In Snakeman, Basquiat relied on montage and fragments of written text to form an abstract design. Different mediums have been used including acrylic, crayon and charcoal. Snakeman is classified as part of the Neo-expressionism or Neue Wilden movement.

Snakeman and Spontaneity

Snakeman embodies the frantic pace that Basquiat often worked at. It conveys a hurried, spontaneous image. The background of the picture gradually changes in colour from cream in the bottom left-hand corner to a deeper shade of gold at the top right. At the midway point where the colour change is most noticeable, is the supposed transformation of the snakeman himself. There is no longer a man visible, but there is a roughly scratched snake in the form of an elongated letter 'S'. It's surrounded by a dense cloud of energetic red smoke.
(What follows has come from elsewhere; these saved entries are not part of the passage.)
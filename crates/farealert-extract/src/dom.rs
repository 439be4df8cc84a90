//! Tree navigation helpers over `scraper`'s element references.

use scraper::{ElementRef, Selector};

/// Text content with every whitespace run collapsed to one space, trimmed.
pub(crate) fn collapsed_text(el: ElementRef<'_>) -> String {
    raw_text(el).split_whitespace().collect::<Vec<_>>().join(" ")
}

/// Text content exactly as the document holds it.
pub(crate) fn raw_text(el: ElementRef<'_>) -> String {
    el.text().collect()
}

/// Descendants of `scope` (excluding `scope` itself) matching `selector`, in
/// document order.
pub(crate) fn descendants_matching<'a>(
    scope: ElementRef<'a>,
    selector: &Selector,
) -> Vec<ElementRef<'a>> {
    scope
        .select(selector)
        .filter(|el| el.id() != scope.id())
        .collect()
}

/// First descendant of `scope` matching `selector`.
pub(crate) fn first_descendant<'a>(
    scope: ElementRef<'a>,
    selector: &Selector,
) -> Option<ElementRef<'a>> {
    scope
        .select(selector)
        .find(|el| el.id() != scope.id())
}

/// Element ancestors of `el`, nearest first.
pub(crate) fn element_ancestors(el: ElementRef<'_>) -> impl Iterator<Item = ElementRef<'_>> {
    el.ancestors().filter_map(ElementRef::wrap)
}

/// `el` itself when it is a `tag` element, otherwise its nearest `tag` ancestor.
pub(crate) fn closest<'a>(el: ElementRef<'a>, tag: &str) -> Option<ElementRef<'a>> {
    std::iter::once(el)
        .chain(element_ancestors(el))
        .find(|candidate| candidate.value().name() == tag)
}

/// The next sibling that is an element, skipping text and comments.
pub(crate) fn next_element_sibling(el: ElementRef<'_>) -> Option<ElementRef<'_>> {
    el.next_siblings().find_map(ElementRef::wrap)
}

/// Whether the element's `class` attribute contains `marker` as a substring.
pub(crate) fn class_contains(el: ElementRef<'_>, marker: &str) -> bool {
    el.value()
        .attr("class")
        .is_some_and(|class| class.contains(marker))
}

/// The element's non-empty `href`.
pub(crate) fn href(el: ElementRef<'_>) -> Option<&str> {
    el.value().attr("href").filter(|h| !h.is_empty())
}
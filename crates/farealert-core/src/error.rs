use thiserror::Error;

#[derive(Debug, Error)]
pub enum ConfigError {
    #[error("invalid value for {var}: {reason}")]
    InvalidEnvVar { var: String, reason: String },
}

/// Shape violations found by [`crate::DealRecord::validate`].
#[derive(Debug, Clone, PartialEq, Eq, Error)]
pub enum DealValidationError {
    #[error("{field} must be at least 2 characters, got {value:?}")]
    AirportTooShort { field: &'static str, value: String },

    #[error("price must be a positive integer")]
    NonPositivePrice,

    #[error("unsupported currency {0:?}")]
    Currency(String),

    #[error("link is neither empty nor a valid URL: {link:?} ({reason})")]
    InvalidLink { link: String, reason: String },
}
//! hoops protocol - Wire conventions for the refresh relay
//!
//! The relay speaks plain WebSocket text frames. This crate holds the pieces
//! both sides need to agree on:
//! - `frame` - canonicalization of inbound frames (the message framer)
//! - `message` - greeting format and well-known defaults
//! - `handshake` - parsing of the upgrade request URI

pub mod frame;
pub mod handshake;
pub mod message;

pub use frame::{canonicalize, decode_utf8, FramingError, RawFrame};
pub use handshake::screen_id_from_query;
pub use message::{
    greeting, parse_greeting, DEFAULT_NOTIFY_MESSAGE, DEFAULT_PORT, SCREEN_ID_PARAM,
};
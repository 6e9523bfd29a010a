//! The hub's single dispatch task.
//!
//! Every notification passes through one FIFO queue and is fully dispatched
//! before the next one is taken, which is what gives each connection its
//! in-order delivery guarantee.

use std::time::Duration;

use futures::future::join_all;
use thiserror::Error;
use tokio::sync::{mpsc, oneshot};
use tokio::time::timeout;
use tokio_tungstenite::tungstenite::Message;
use tracing::{debug, info, warn};

use hoops_core::{ConnectionId, Notification};

use crate::registry::{ConnectionEntry, RegistryHandle, RemovalReason};

/// A queued broadcast, optionally with a completion receipt.
pub(crate) struct DispatchRequest {
    pub(crate) notification: Notification,
    pub(crate) respond_to: Option<oneshot::Sender<BroadcastReport>>,
}

/// Outcome of dispatching one notification.
#[derive(Debug, Clone, Default, PartialEq, Eq)]
pub struct BroadcastReport {
    /// Connections in the snapshot (one send attempt each)
    pub attempted: usize,

    /// Sends that were accepted by the connection's outbound queue
    pub delivered: usize,

    /// Connections removed because their send failed
    pub failed: Vec<ConnectionId>,
}

/// Per-connection delivery failure.
#[derive(Debug, Clone, Error, PartialEq, Eq)]
pub enum SendFailure {
    /// The connection's writer has already gone away
    #[error("outbound queue closed")]
    Closed,

    /// The outbound queue stayed full for the whole write timeout
    #[error("send timed out after {0:?}")]
    Timeout(Duration),
}

pub(crate) struct Dispatcher {
    receiver: mpsc::Receiver<DispatchRequest>,
    registry: RegistryHandle,
    write_timeout: Duration,
}

impl Dispatcher {
    pub(crate) fn new(
        receiver: mpsc::Receiver<DispatchRequest>,
        registry: RegistryHandle,
        write_timeout: Duration,
    ) -> Self {
        Self {
            receiver,
            registry,
            write_timeout,
        }
    }

    /// Processes notifications until every `HubHandle` is dropped.
    pub(crate) async fn run(mut self) {
        info!(write_timeout = ?self.write_timeout, "Broadcast hub starting");

        while let Some(request) = self.receiver.recv().await {
            let report = self.dispatch(&request.notification).await;
            if let Some(respond_to) = request.respond_to {
                let _ = respond_to.send(report);
            }
        }

        info!("Broadcast hub stopped");
    }

    /// Sends one notification to every connection in a fresh snapshot.
    ///
    /// Sends run concurrently so a stalled peer costs at most one write
    /// timeout. Failed connections are unregistered before this returns.
    async fn dispatch(&self, notification: &Notification) -> BroadcastReport {
        let entries = self.registry.snapshot().await;
        let frame = Message::text(notification.payload().to_string());

        let results = join_all(
            entries
                .iter()
                .map(|entry| deliver(entry, frame.clone(), self.write_timeout)),
        )
        .await;

        let mut report = BroadcastReport {
            attempted: entries.len(),
            ..Default::default()
        };

        for (entry, result) in entries.iter().zip(results) {
            match result {
                Ok(()) => report.delivered += 1,
                Err(failure) => {
                    warn!(
                        connection_id = %entry.id,
                        error = %failure,
                        "Broadcast send failed, dropping connection"
                    );
                    self.registry
                        .unregister(entry.id, RemovalReason::SendFailed)
                        .await;
                    entry.shutdown.cancel();
                    report.failed.push(entry.id);
                }
            }
        }

        debug!(
            origin = %notification.origin(),
            created_at = %notification.created_at(),
            queued_ms = notification.age().as_millis() as u64,
            attempted = report.attempted,
            delivered = report.delivered,
            failed = report.failed.len(),
            "Broadcast dispatched"
        );

        report
    }
}

/// Queues one frame on a connection, bounded by `write_timeout`.
async fn deliver(
    entry: &ConnectionEntry,
    frame: Message,
    write_timeout: Duration,
) -> Result<(), SendFailure> {
    match timeout(write_timeout, entry.outbound.send(frame)).await {
        Ok(Ok(())) => Ok(()),
        Ok(Err(_)) => Err(SendFailure::Closed),
        Err(_) => Err(SendFailure::Timeout(write_timeout)),
    }
}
This centralised subject is cartoon in style and echoes the popular superhero genre. The flags bearing a letter 'S' in the top right emphasise this idea. Philosophically, the painting represents how everyone has the ability to change their persona or life.

Graffiti Art

Snakeman is also a continuation of the street art which originally brought Basquiat to public attention in the late 1970s. The large fragment of text to the right features a partly obscured dragon and lists of random words. However, some of these such as 'Cinderella' are linked to the central theme of transformation. Words such as 'Evergreen' and 'Immortality' are balanced with the fragment on the left-hand side which lists precious metals. They introduce secondary themes of longevity and value.

Suspicion versus Trust

Many of Basquiat's illustrations include sharp contradictions and social comment. The list at the bottom right includes the words 'Tanks', 'Cruisers' and 'Rifleman'. They indicate the conflict that often arises when something unfamiliar is introduced into society. The contradiction is continued by the cartoon heads at the top of the painting. The left-hand head is labelled as 'Skin Head', a term often associated with aggression. It's balanced on the right by the partly written 'Liberty' and a head quoting 'In God We Trust'. This phrase has been included on American currency from 1955 although Basquiat has written the date as 1951. Snakeman measures 57 cm by 76.5 cm. It forms part of the Daros collection in Zurich, Switzerland.